Eenieder heeft recht op een eerlijke en openbare behandeling van zijn zaak, binnen een redelijke termijn, door een onafhankelijk en onpartijdig gerecht dat vooraf bij wet is ingesteld. (…)”
“5.3 Uit voormelde punten van de considerans volgt ook dat met artikel 46, derde lid, van de Procedurerichtlijn aansluiting is gezocht bij de rechtspraak van het Hof over het recht op een doeltreffende voorziening in rechte, zoals neergelegd in artikel 47 van het Handvest (…), en daarmee eveneens bij de rechtspraak van het EHRM over de artikelen 6 en 13 van (…) het EVRM (…). Dat volgt ook uit de totstandkomingsgeschiedenis van de Procedurerichtlijn (zie COM(2009) 554 definitief, blz. 6, 8 en 9). De door artikel 46, derde lid, van de Procedurerichtlijn voorgeschreven rechterlijke toetsingsintensiteit moet dus worden bepaald in overeenstemming met voormelde rechtspraak en artikel 47 van het Handvest.
De stelling van eiser dat een deel van het feitencomplex in asielzaken aan het oordeel van de bestuursrechter wordt onttrokken, volgt de rechtbank niet, reeds omdat eiser dit niet met concrete voorbeelden heeft onderbouwd en toegelicht. Dat in asielzaken geen sprake is van “full jurisdiction” dan wel een “thorough review” door de bestuursrechter, is daarom evenmin aannemelijk gemaakt.
De rechtbank merkt hierbij op dat de enigszins terughoudende toetsing van één onderdeel van het asielbesluit, te weten het daarin neergelegde standpunt van verweerder over de geloofwaardigheid van niet met bewijs gestaafde verklaringen en vermoedens van de asielzoeker, niet betekent dat daardoor feiten aan het oordeel van de bestuursrechter worden onttrokken en daarom niet in de weg staat aan een volledig (en ex nunc) onderzoek door de bestuursrechter naar de relevante feiten en de rechtsvragen in een concrete asielzaak.

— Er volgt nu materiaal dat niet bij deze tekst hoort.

use axum::{
    http::StatusCode,
    response::{IntoResponse, Response},
    Json,
};
use serde_json::json;

/// Application-level errors
#[derive(thiserror::Error, Debug)]
pub enum AppError {
    #[error("HTTP client error: {0}")]
    HttpClient(#[from] reqwest::Error),

    #[error("Invalid input: {0}")]
    InvalidInput(String),

    #[error("Missing API credentials")]
    MissingCredentials,

    #[error("Upstream API error ({status}): {message}")]
    Upstream { status: StatusCode, message: String },

    #[error("Internal server error: {0}")]
    Internal(String),
}

impl IntoResponse for AppError {
    fn into_response(self) -> Response {
        let (status, message) = match self {
            AppError::InvalidInput(msg) => (StatusCode::BAD_REQUEST, msg),
            AppError::MissingCredentials => {
                (StatusCode::INTERNAL_SERVER_ERROR, self.to_string())
            }
            // Upstream failures keep their original status.
            AppError::Upstream { status, message } => (status, message),
            AppError::HttpClient(_) | AppError::Internal(_) => {
                (StatusCode::INTERNAL_SERVER_ERROR, self.to_string())
            }
        };

        let body = Json(json!({
            "error": message
        }));

        (status, body).into_response()
    }
}

pub type AppResult<T> = Result<T, AppError>;
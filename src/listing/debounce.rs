use std::future::Future;
use std::time::Duration;

use tokio::task::JoinHandle;

/// Single-slot cancellable timer
///
/// Scheduling a task aborts any pending one, so at most one delayed
/// invocation exists at a time and only the last scheduled task runs.
#[derive(Debug)]
pub struct Debouncer {
    delay: Duration,
    pending: Option<JoinHandle<()>>,
}

impl Debouncer {
    pub fn new(delay: Duration) -> Self {
        Self {
            delay,
            pending: None,
        }
    }

    /// Schedules `task` to run after the delay, cancelling any pending run
    pub fn schedule<F>(&mut self, task: F)
    where
        F: Future<Output = ()> + Send + 'static,
    {
        self.cancel();
        let delay = self.delay;
        self.pending = Some(tokio::spawn(async move {
            tokio::time::sleep(delay).await;
            task.await;
        }));
    }

    /// Drops the pending task, if any, without running it
    pub fn cancel(&mut self) {
        if let Some(handle) = self.pending.take() {
            handle.abort();
        }
    }
}

impl Drop for Debouncer {
    fn drop(&mut self) {
        self.cancel();
    }
}
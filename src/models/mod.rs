use serde::{Deserialize, Serialize};

/// Normalized movie metadata unit, one per grid cell
///
/// Wire names are camelCase to match the upstream provider payload; records
/// are immutable once fetched.
#[derive(Debug, Clone, Serialize, Deserialize, PartialEq, Eq)]
#[serde(rename_all = "camelCase")]
pub struct MovieRecord {
    pub title: String,
    pub image_url: String,
    pub description: String,
    /// ISO date string, e.g. "2024-07-19"
    pub release_date: String,
    pub imdb_url: String,
    /// MPAA-style rating label, e.g. "R", "PG-13"
    pub rating: String,
}

/// A JSON value that may arrive as a number or a numeric string
///
/// Browser clients send `page` as a number while the documented contract uses
/// strings; both are accepted.
#[derive(Debug, Clone, Deserialize)]
#[serde(untagged)]
pub enum NumberOrString {
    Number(i64),
    Text(String),
}

impl NumberOrString {
    /// Parses the value as an integer, `None` if not numeric
    pub fn as_i64(&self) -> Option<i64> {
        match self {
            NumberOrString::Number(n) => Some(*n),
            NumberOrString::Text(s) => s.trim().parse().ok(),
        }
    }

    /// Renders the value as a query-parameter string
    pub fn as_param(&self) -> String {
        match self {
            NumberOrString::Number(n) => n.to_string(),
            NumberOrString::Text(s) => s.clone(),
        }
    }
}

/// Request body for the movie proxy endpoint
///
/// Unknown fields (such as the listing page's `query` search term) are
/// accepted and ignored; the upstream endpoint has no search parameter.
#[derive(Debug, Default, Deserialize)]
pub struct FetchMoviesRequest {
    #[serde(default)]
    pub year: Option<NumberOrString>,
    #[serde(default)]
    pub page: Option<NumberOrString>,
    #[serde(default)]
    pub genre: Option<String>,
}

/// Success response body for the movie proxy endpoint
#[derive(Debug, Serialize, Deserialize)]
pub struct FetchMoviesResponse {
    pub movies: Vec<MovieRecord>,
}

/// Raw upstream payload: a `results` array of loosely-shaped movie objects
///
/// Elements are validated into [`MovieRecord`] one by one at the boundary
/// instead of trusting the upstream shape wholesale.
#[derive(Debug, Deserialize)]
pub struct UpstreamSearchResponse {
    #[serde(default)]
    pub results: Vec<serde_json::Value>,
}
use serde::Deserialize;

/// Application configuration loaded from environment variables
#[derive(Debug, Deserialize, Clone)]
pub struct Config {
    /// RapidAPI host header value for the upstream movie provider
    ///
    /// Has no default; a missing credential fails the request at call time.
    #[serde(default)]
    pub rapidapi_host: Option<String>,

    /// RapidAPI key header value for the upstream movie provider
    #[serde(default)]
    pub rapidapi_key: Option<String>,

    /// Upstream movie provider base URL
    #[serde(default = "default_upstream_api_url")]
    pub upstream_api_url: String,

    /// Server host address
    #[serde(default = "default_host")]
    pub host: String,

    /// Server port
    #[serde(default = "default_port")]
    pub port: u16,
}

fn default_upstream_api_url() -> String {
    "https://imdb236.p.rapidapi.com".to_string()
}

fn default_host() -> String {
    "127.0.0.1".to_string()
}

fn default_port() -> u16 {
    3000
}

impl Config {
    /// Load configuration from environment variables
    pub fn from_env() -> anyhow::Result<Self> {
        dotenvy::dotenv().ok();
        envy::from_env::<Config>().map_err(|e| anyhow::anyhow!("Failed to load config: {}", e))
    }

    /// Returns the upstream credential pair, or `None` if either half is missing
    pub fn rapidapi_credentials(&self) -> Option<(String, String)> {
        match (&self.rapidapi_host, &self.rapidapi_key) {
            (Some(host), Some(key)) => Some((host.clone(), key.clone())),
            _ => None,
        }
    }
}
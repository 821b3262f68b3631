pub mod providers;

pub use providers::{MovieProvider, RapidApiProvider, UpstreamParams};
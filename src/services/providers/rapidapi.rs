/// RapidAPI-hosted movie metadata provider
///
/// Authenticates with the `x-rapidapi-host` / `x-rapidapi-key` header pair
/// and queries the most-popular-movies endpoint with a fixed sort order and
/// page size.
use crate::{
    config::Config,
    error::{AppError, AppResult},
    models::{MovieRecord, UpstreamSearchResponse},
    services::providers::{MovieProvider, UpstreamParams},
};
use reqwest::Client as HttpClient;

const PAGE_SIZE: u32 = 12;
const SORT_ORDER: &str = "year.decr";

#[derive(Clone)]
pub struct RapidApiProvider {
    http_client: HttpClient,
    /// `(host, key)` header pair; `None` when either env var is unset
    credentials: Option<(String, String)>,
    api_url: String,
}

impl RapidApiProvider {
    pub fn new(config: &Config) -> Self {
        Self {
            http_client: HttpClient::new(),
            credentials: config.rapidapi_credentials(),
            api_url: config.upstream_api_url.clone(),
        }
    }
}

/// Pulls the `message` field out of an upstream error body, if there is one
fn extract_upstream_message(body: &str) -> Option<String> {
    serde_json::from_str::<serde_json::Value>(body)
        .ok()?
        .get("message")?
        .as_str()
        .map(str::to_owned)
}

#[async_trait::async_trait]
impl MovieProvider for RapidApiProvider {
    async fn most_popular(&self, params: &UpstreamParams) -> AppResult<Vec<MovieRecord>> {
        // Credentials are checked before any other work.
        let (host, key) = self
            .credentials
            .as_ref()
            .ok_or(AppError::MissingCredentials)?;

        let url = format!("{}/imdb/most-popular-movies", self.api_url);
        let mut query = vec![
            ("year", params.year.clone()),
            ("sort", SORT_ORDER.to_string()),
            ("limit", PAGE_SIZE.to_string()),
            ("page", params.page.to_string()),
        ];
        if let Some(genre) = &params.genre {
            query.push(("genre", genre.clone()));
        }

        let response = self
            .http_client
            .get(&url)
            .header("x-rapidapi-host", host)
            .header("x-rapidapi-key", key)
            .query(&query)
            .send()
            .await?;

        let status = response.status();
        tracing::info!(url = %response.url(), status = %status, "Upstream request completed");

        if !status.is_success() {
            let body = response.text().await.unwrap_or_default();
            let message = extract_upstream_message(&body).unwrap_or_else(|| {
                status
                    .canonical_reason()
                    .unwrap_or("Upstream request failed")
                    .to_string()
            });
            return Err(AppError::Upstream { status, message });
        }

        let body = response.text().await?;
        let payload: UpstreamSearchResponse = serde_json::from_str(&body)
            .map_err(|e| AppError::Internal(format!("Failed to parse upstream response: {}", e)))?;

        // Validate each element instead of trusting the upstream shape;
        // malformed entries are skipped rather than failing the whole page.
        let movies: Vec<MovieRecord> = payload
            .results
            .into_iter()
            .filter_map(|value| match serde_json::from_value::<MovieRecord>(value) {
                Ok(record) => Some(record),
                Err(e) => {
                    tracing::warn!(error = %e, "Skipping malformed upstream movie record");
                    None
                }
            })
            .collect();

        tracing::info!(
            results = movies.len(),
            page = params.page,
            "Most popular movies fetched"
        );

        Ok(movies)
    }
}
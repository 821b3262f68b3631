use axum::{
    middleware,
    routing::{get, post},
    Router,
};
use tower_http::{cors::CorsLayer, trace::TraceLayer};

use crate::middleware::request_id_middleware;

use super::handlers;
use super::AppState;

/// Creates the main API router with all routes
///
/// `/api/fetchmovies` is registered POST-only; axum's method router answers
/// any other verb with 405 and an `Allow: POST` header.
pub fn create_router(state: AppState) -> Router {
    Router::new()
        .route("/health", get(handlers::health_check))
        .route("/api/fetchmovies", post(handlers::fetch_movies))
        .layer(TraceLayer::new_for_http())
        .layer(middleware::from_fn(request_id_middleware))
        .layer(CorsLayer::permissive())
        .with_state(state)
}
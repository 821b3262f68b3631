use std::sync::Arc;

use crate::config::Config;
use crate::services::{MovieProvider, RapidApiProvider};

/// Shared application state
///
/// Cheap to clone; handed to every handler by axum.
#[derive(Clone)]
pub struct AppState {
    pub provider: Arc<dyn MovieProvider>,
}

impl AppState {
    /// Creates application state backed by the RapidAPI provider
    pub fn new(config: &Config) -> Self {
        Self {
            provider: Arc::new(RapidApiProvider::new(config)),
        }
    }
}
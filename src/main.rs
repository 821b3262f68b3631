use cinegrid_api::api::{create_router, AppState};
use cinegrid_api::config::Config;

#[tokio::main]
async fn main() -> anyhow::Result<()> {
    let config = Config::from_env()?;

    tracing_subscriber::fmt()
        .with_env_filter(
            tracing_subscriber::EnvFilter::try_from_default_env()
                .unwrap_or_else(|_| "cinegrid_api=info,tower_http=info".into()),
        )
        .init();

    let state = AppState::new(&config);
    let app = create_router(state);

    let addr = format!("{}:{}", config.host, config.port);
    let listener = tokio::net::TcpListener::bind(&addr).await?;
    tracing::info!(addr = %addr, "Server running");
    axum::serve(listener, app).await?;

    Ok(())
}
use reqwest::Client as HttpClient;
use serde::Serialize;

use crate::error::{AppError, AppResult};
use crate::models::{FetchMoviesResponse, MovieRecord};

use super::query::MovieQuery;

/// Trait for fetching one page of movies for a query
///
/// The listing controller talks to the proxy service through this seam so
/// tests can count calls and inject failures.
#[cfg_attr(test, mockall::automock)]
#[async_trait::async_trait]
pub trait MovieFetcher: Send + Sync {
    async fn fetch(&self, query: &MovieQuery) -> AppResult<Vec<MovieRecord>>;
}

/// Wire shape of the proxy request body
///
/// Carries the search term too, exactly as the listing page's original call
/// does; the proxy accepts and ignores it.
#[derive(Debug, Serialize)]
struct FetchRequestBody<'a> {
    page: u32,
    year: Option<i32>,
    genre: &'a str,
    query: &'a str,
}

/// HTTP client for the movie proxy endpoint
#[derive(Clone)]
pub struct ProxyClient {
    http_client: HttpClient,
    base_url: String,
}

impl ProxyClient {
    pub fn new(base_url: impl Into<String>) -> Self {
        Self {
            http_client: HttpClient::new(),
            base_url: base_url.into(),
        }
    }
}

#[async_trait::async_trait]
impl MovieFetcher for ProxyClient {
    async fn fetch(&self, query: &MovieQuery) -> AppResult<Vec<MovieRecord>> {
        let url = format!("{}/api/fetchmovies", self.base_url);
        let body = FetchRequestBody {
            page: query.page,
            year: query.year,
            genre: query.wire_genre(),
            query: &query.search,
        };

        let response = self.http_client.post(&url).json(&body).send().await?;

        let status = response.status();
        if !status.is_success() {
            return Err(AppError::Upstream {
                status,
                message: format!(
                    "Failed to fetch movies: {}",
                    status.canonical_reason().unwrap_or("unknown status")
                ),
            });
        }

        let payload: FetchMoviesResponse = response.json().await?;
        Ok(payload.movies)
    }
}
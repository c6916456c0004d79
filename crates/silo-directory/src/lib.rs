//! Consistent-hash partitioned grain directory — spec §3/§4.2/§4.3.
//!
//! Three layers compose here: [`partition`] is the authoritative
//! per-silo slice of the registry, [`cache`] is a non-authoritative
//! read-through cache for grains this silo does not own, and
//! [`local_directory`] is the routing algorithm that decides, per
//! lookup, whether to serve locally, serve from cache, or forward.
//! [`handoff`] and [`transport`] are the two extension points a
//! concrete deployment wires up: handoff moves partition entries when
//! the ring changes, transport carries a forwarded request to its true
//! owner.

pub mod cache;
pub mod handoff;
pub mod local_directory;
pub mod partition;
pub mod transport;

pub mod prelude {
    pub use crate::cache::{CachedRoute, DirectoryCache};
    pub use crate::handoff::{HandoffAck, HandoffChannel, HandoffError, HandoffProposal};
    pub use crate::local_directory::{rejection_for, LocalGrainDirectory, ResolvedRoute};
    pub use crate::partition::{ActivationSlot, GrainDirectoryPartition, GrainInfoEntry, SingleActivationOutcome};
    pub use crate::transport::{DirectoryTransport, ForwardError, RemoteLookupResult};
}
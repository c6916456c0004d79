//! Per-call context: deadlines and cancellation. Grounded in
//! `spark-core/src/contract.rs`'s `Deadline`/`Cancellation`/`CallContext`
//! trio; every outbound request in this runtime carries one of these
//! (spec §5 "Cancellation and timeouts").

use std::sync::atomic::{AtomicBool, Ordering};
use std::sync::Arc;
use std::time::{Duration, Instant};

use crate::ids::CorrelationId;

/// A point in time after which a call is considered timed out. Built
/// from [`Instant`] rather than wall-clock time so it is immune to
/// clock adjustments.
#[derive(Clone, Copy, Debug)]
pub struct Deadline(Instant);

impl Deadline {
    pub fn after(duration: Duration) -> Self {
        Self(Instant::now() + duration)
    }

    pub fn at(instant: Instant) -> Self {
        Self(instant)
    }

    pub fn far_future() -> Self {
        Self(Instant::now() + Duration::from_secs(u32::MAX as u64))
    }

    pub fn expired(&self) -> bool {
        Instant::now() >= self.0
    }

    pub fn remaining(&self) -> Duration {
        self.0.saturating_duration_since(Instant::now())
    }
}

/// A cooperative cancellation flag shared between the caller and every
/// continuation scheduled on behalf of a call. Checked at scheduler
/// dequeue time and at explicit suspension points (spec §4.6); never
/// forcibly preempts a running turn.
#[derive(Clone, Debug)]
pub struct Cancellation {
    flag: Arc<AtomicBool>,
}

impl Cancellation {
    pub fn new() -> Self {
        Self {
            flag: Arc::new(AtomicBool::new(false)),
        }
    }

    pub fn cancel(&self) {
        self.flag.store(true, Ordering::SeqCst);
    }

    pub fn is_cancelled(&self) -> bool {
        self.flag.load(Ordering::SeqCst)
    }
}

impl Default for Cancellation {
    fn default() -> Self {
        Self::new()
    }
}

/// Everything a dispatcher, scheduler, or directory call needs to honor
/// timeouts and cancellation uniformly.
#[derive(Clone, Debug)]
pub struct CallContext {
    pub correlation_id: CorrelationId,
    pub deadline: Deadline,
    pub cancellation: Cancellation,
}

impl CallContext {
    pub fn builder(correlation_id: CorrelationId) -> CallContextBuilder {
        CallContextBuilder {
            correlation_id,
            deadline: None,
            cancellation: None,
        }
    }

    pub fn is_live(&self) -> bool {
        !self.deadline.expired() && !self.cancellation.is_cancelled()
    }
}

pub struct CallContextBuilder {
    correlation_id: CorrelationId,
    deadline: Option<Deadline>,
    cancellation: Option<Cancellation>,
}

impl CallContextBuilder {
    pub fn deadline(mut self, deadline: Deadline) -> Self {
        self.deadline = Some(deadline);
        self
    }

    pub fn timeout(self, duration: Duration) -> Self {
        self.deadline(Deadline::after(duration))
    }

    pub fn cancellation(mut self, cancellation: Cancellation) -> Self {
        self.cancellation = Some(cancellation);
        self
    }

    pub fn build(self) -> CallContext {
        CallContext {
            correlation_id: self.correlation_id,
            deadline: self.deadline.unwrap_or_else(Deadline::far_future),
            cancellation: self.cancellation.unwrap_or_default(),
        }
    }
}

/// Drain-vs-stop shutdown discipline for the per-activation scheduler's
/// shared pools (spec §4.6, §5).
#[derive(Clone, Copy, Debug)]
pub enum ShutdownMode {
    /// Let currently-queued items finish, up to a bound.
    Drain { timeout: Duration },
    /// Reject everything not already running.
    Immediate,
}
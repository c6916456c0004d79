//! Membership Service — spec §4.1.
//!
//! The only operations consumed by the rest of the core are the current
//! snapshot, a subscription to updates, and a bounded wait for the
//! snapshot to reach at least a given version. The backing membership
//! *provider* (gossip, Kubernetes, a coordination service) is an
//! explicit Non-goal of spec.md §1 and is represented here only at its
//! interface: [`MembershipSource`] is the extension point a real
//! provider would implement to push snapshots into this service.
//!
//! Grounded in the teacher's `arc-swap`-backed "atomically swapped
//! pointer" pattern for immutable snapshots (spec §5) and its use of
//! `tokio::sync` primitives for subscription fan-out
//! (`spark-transport-tcp` uses `tokio::sync::Mutex`/channels
//! throughout).

use std::sync::Arc;
use std::time::Duration;

use arc_swap::ArcSwap;
use silo_core::prelude::{ClusterMembershipSnapshot, SiloAddress, SiloStatus};
use thiserror::Error;
use tokio::sync::watch;
use tracing::debug;

#[derive(Debug, Error)]
pub enum MembershipError {
    #[error("refresh-at-least-to-version({target}) timed out waiting past version {observed}")]
    RefreshTimedOut { target: u64, observed: u64 },
    #[error("rejected stale snapshot at version {attempted}; current version is {current}")]
    StaleSnapshot { attempted: u64, current: u64 },
}

/// Extension point for a real backing provider. Not implemented here —
/// spec.md explicitly treats the provider as an external collaborator.
pub trait MembershipSource: Send + Sync {
    /// Human-readable identifier, matching the `membership` config
    /// option in spec §6.
    fn provider_id(&self) -> &'static str;
}

/// A minimal in-memory source usable by tests and single-process
/// deployments: membership is whatever was last applied through
/// [`MembershipService::apply_snapshot`].
pub struct StaticMembershipSource;

impl MembershipSource for StaticMembershipSource {
    fn provider_id(&self) -> &'static str {
        "static"
    }
}

/// Publishes monotonically-versioned [`ClusterMembershipSnapshot`]s and
/// lets components subscribe to changes without ever observing a
/// version regression (spec §4.1 ordering contract).
pub struct MembershipService {
    current: ArcSwap<ClusterMembershipSnapshot>,
    watch_tx: watch::Sender<ClusterMembershipSnapshot>,
    #[allow(dead_code)]
    source: Arc<dyn MembershipSource>,
}

impl MembershipService {
    pub fn new(source: Arc<dyn MembershipSource>) -> Self {
        let initial = ClusterMembershipSnapshot::empty();
        let (watch_tx, _rx) = watch::channel(initial.clone());
        Self {
            current: ArcSwap::from_pointee(initial),
            watch_tx,
            source,
        }
    }

    pub fn with_static_source() -> Self {
        Self::new(Arc::new(StaticMembershipSource))
    }

    /// Current snapshot. Components must re-read this after every async
    /// suspension rather than caching it across a yield (spec §4.1).
    pub fn current_snapshot(&self) -> ClusterMembershipSnapshot {
        (**self.current.load()).clone()
    }

    /// Subscribe to future snapshots. The receiver always observes a
    /// non-decreasing sequence of versions (spec §8 "monotone membership
    /// version").
    pub fn subscribe(&self) -> watch::Receiver<ClusterMembershipSnapshot> {
        self.watch_tx.subscribe()
    }

    /// Publish a new snapshot. Rejected if its version does not strictly
    /// exceed the current one — this is the enforcement point for the
    /// ordering contract in spec §4.1.
    pub fn apply_snapshot(&self, next: ClusterMembershipSnapshot) -> Result<(), MembershipError> {
        let current_version = self.current.load().version;
        if next.version <= current_version {
            return Err(MembershipError::StaleSnapshot {
                attempted: next.version,
                current: current_version,
            });
        }
        self.current.store(Arc::new(next.clone()));
        debug!(version = next.version, members = next.members().count(), "published membership snapshot");
        // A watch send only fails if every receiver has been dropped; that
        // is not an error for the publisher, so it is ignored here.
        let _ = self.watch_tx.send(next);
        Ok(())
    }

    pub fn mark_status(&self, silo: SiloAddress, status: SiloStatus) -> Result<(), MembershipError> {
        let snapshot = self.current_snapshot();
        let mut members: std::collections::BTreeMap<SiloAddress, SiloStatus> =
            snapshot.members().map(|(a, s)| (*a, *s)).collect();
        members.insert(silo, status);
        self.apply_snapshot(ClusterMembershipSnapshot::new(snapshot.version + 1, members))
    }

    /// Waits until the published snapshot reaches at least `version`, or
    /// the bounded wait elapses. Callers use this after a transient
    /// routing error to avoid retrying against membership they already
    /// know is stale (spec §4.3 failure semantics).
    pub async fn refresh_at_least(&self, version: u64, bound: Duration) -> Result<ClusterMembershipSnapshot, MembershipError> {
        let immediate = self.current_snapshot();
        if immediate.version >= version {
            return Ok(immediate);
        }
        let mut rx = self.subscribe();
        let wait = async {
            loop {
                if rx.changed().await.is_err() {
                    break;
                }
                let snap = rx.borrow().clone();
                if snap.version >= version {
                    return Some(snap);
                }
            }
            None
        };
        match tokio::time::timeout(bound, wait).await {
            Ok(Some(snap)) => Ok(snap),
            _ => Err(MembershipError::RefreshTimedOut {
                target: version,
                observed: self.current_snapshot().version,
            }),
        }
    }
}

#[cfg(test)]
mod tests {
    use super::*;
    use proptest::prelude::*;
    use std::net::SocketAddr;

    fn addr(port: u16) -> SiloAddress {
        let ep: SocketAddr = format!("127.0.0.1:{port}").parse().unwrap();
        SiloAddress::new(ep, 1)
    }

    #[test]
    fn stale_snapshot_is_rejected() {
        let svc = MembershipService::with_static_source();
        svc.mark_status(addr(1), SiloStatus::Active).unwrap();
        let err = svc.apply_snapshot(ClusterMembershipSnapshot::new(0, Default::default()));
        assert!(err.is_err());
    }

    #[tokio::test]
    async fn refresh_at_least_observes_future_version() {
        let svc = Arc::new(MembershipService::with_static_source());
        let svc2 = svc.clone();
        let handle = tokio::spawn(async move {
            tokio::time::sleep(Duration::from_millis(20)).await;
            svc2.mark_status(addr(9), SiloStatus::Active).unwrap();
        });
        let snap = svc.refresh_at_least(1, Duration::from_secs(1)).await.unwrap();
        assert!(snap.version >= 1);
        handle.await.unwrap();
    }

    #[tokio::test]
    async fn refresh_at_least_times_out_without_update() {
        let svc = MembershipService::with_static_source();
        let err = svc.refresh_at_least(5, Duration::from_millis(10)).await;
        assert!(matches!(err, Err(MembershipError::RefreshTimedOut { .. })));
    }

    #[test]
    fn version_sequence_observed_by_subscriber_is_monotone() {
        let svc = MembershipService::with_static_source();
        let mut rx = svc.subscribe();
        svc.mark_status(addr(1), SiloStatus::Active).unwrap();
        svc.mark_status(addr(2), SiloStatus::Active).unwrap();
        let mut last = 0;
        while rx.has_changed().unwrap_or(false) {
            let v = rx.borrow_and_update().version;
            assert!(v >= last);
            last = v;
        }
    }

    proptest::proptest! {
        /// spec §4.1 ordering contract: for any sequence of applied
        /// versions, `apply_snapshot` accepts exactly the ones that
        /// strictly exceed whatever is currently published.
        #[test]
        fn apply_snapshot_accepts_iff_strictly_increasing(versions in proptest::collection::vec(0u64..20, 1..20)) {
            let svc = MembershipService::with_static_source();
            let mut current = 0u64;
            for version in versions {
                let result = svc.apply_snapshot(ClusterMembershipSnapshot::new(version, Default::default()));
                if version > current {
                    prop_assert!(result.is_ok());
                    current = version;
                } else {
                    prop_assert!(result.is_err());
                }
                prop_assert_eq!(svc.current_snapshot().version, current);
            }
        }
    }
}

Een volledig onderzoek brengt niet zonder meer mee dat de bestuursrechter bij de toetsing van een asielbesluit geen onderscheid mag maken tussen onderdelen van dat besluit waarbij verweerder beslissingsruimte heeft en onderdelen waar dat niet het geval is. Evenmin staat een volledig onderzoek er aan in de weg dat de bestuursrechter op grond van dat onderscheid een variatie hanteert in toetsingsintensiteit. Kortom, het een sluit het ander niet uit. De rechtbank wijst in dit verband tevens op de uitspraak van de Afdeling van 15 november 2016 (ECLI:NL:RVS:2016:3010), waarin als volgt is overwogen:
8.4 Voorts heeft de Afdeling in haar uitspraken van 13 april 2016 de jurisprudentie van het Hof betrokken over artikel 47 Handvest en geoordeeld dat daaruit niet volgt dat de bestuursrechterlijke toetsingsintensiteit in alle gevallen hetzelfde moet zijn.Tevens stelt de Afdeling op grond van die jurisprudentie vast dat het Hof erkent dat een bestuursorgaan beslissingsruimte kan hebben en dat dit betekenis heeft voor de intensiteit van de door de bestuursrechter te verrichten toetsing. Dat de door de Afdeling genoemde arresten van het Hof niet specifiek zien op het asielrecht, doet aan dat oordeel niet af. De vraag of er beslissingsruimte kan zijn voor het bestuursorgaan, is immers niet gebonden aan een specifiek rechtsgebied. Hetzelfde geldt ten aanzien van de arresten van het EHRM over de artikelen 6 en 13 EVRM die de Afdeling bij haar beoordeling heeft betrokken. De rechtbank overweegt voorts dat de stelling van eiser dat volgens het EHRM “full jurisdiction” betekent dat de rechter zijn eigen beslissing in de plaats moet kunnen stellen van dat van het bestuursorgaan, feitelijke grondslag mist. Dit valt niet uit de door eiser aangehaalde jurisprudentie van het EHRM af te leiden.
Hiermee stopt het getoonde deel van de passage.